RECORDS SHOWN →
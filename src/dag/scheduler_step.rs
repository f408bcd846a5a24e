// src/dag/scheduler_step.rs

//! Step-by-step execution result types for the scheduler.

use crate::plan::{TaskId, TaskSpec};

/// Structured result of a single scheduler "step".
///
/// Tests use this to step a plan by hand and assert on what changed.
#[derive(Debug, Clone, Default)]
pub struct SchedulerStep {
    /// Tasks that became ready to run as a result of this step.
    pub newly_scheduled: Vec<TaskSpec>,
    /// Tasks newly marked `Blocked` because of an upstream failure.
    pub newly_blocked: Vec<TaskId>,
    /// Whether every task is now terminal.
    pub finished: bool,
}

TO DO →
Go through the data above and copy all of it exactly.

EXERCISE ANSWER →
filename src/dag/scheduler_step.rs
repository f408bcd846a5a24e
// src/dag/scheduler_step.rs

//! Step-by-step execution result types for the scheduler.

use crate::plan::{TaskId, TaskSpec};

/// Structured result of a single scheduler "step".
///
/// Tests use this to step a plan by hand and assert on what changed.
#[derive(Debug, Clone, Default)]
pub struct SchedulerStep {
    /// Tasks that became ready to run as a result of this step.
    pub newly_scheduled: Vec<TaskSpec>,
    /// Tasks newly marked `Blocked` because of an upstream failure.
    pub newly_blocked: Vec<TaskId>,
    /// Whether every task is now terminal.
    pub finished: bool,
}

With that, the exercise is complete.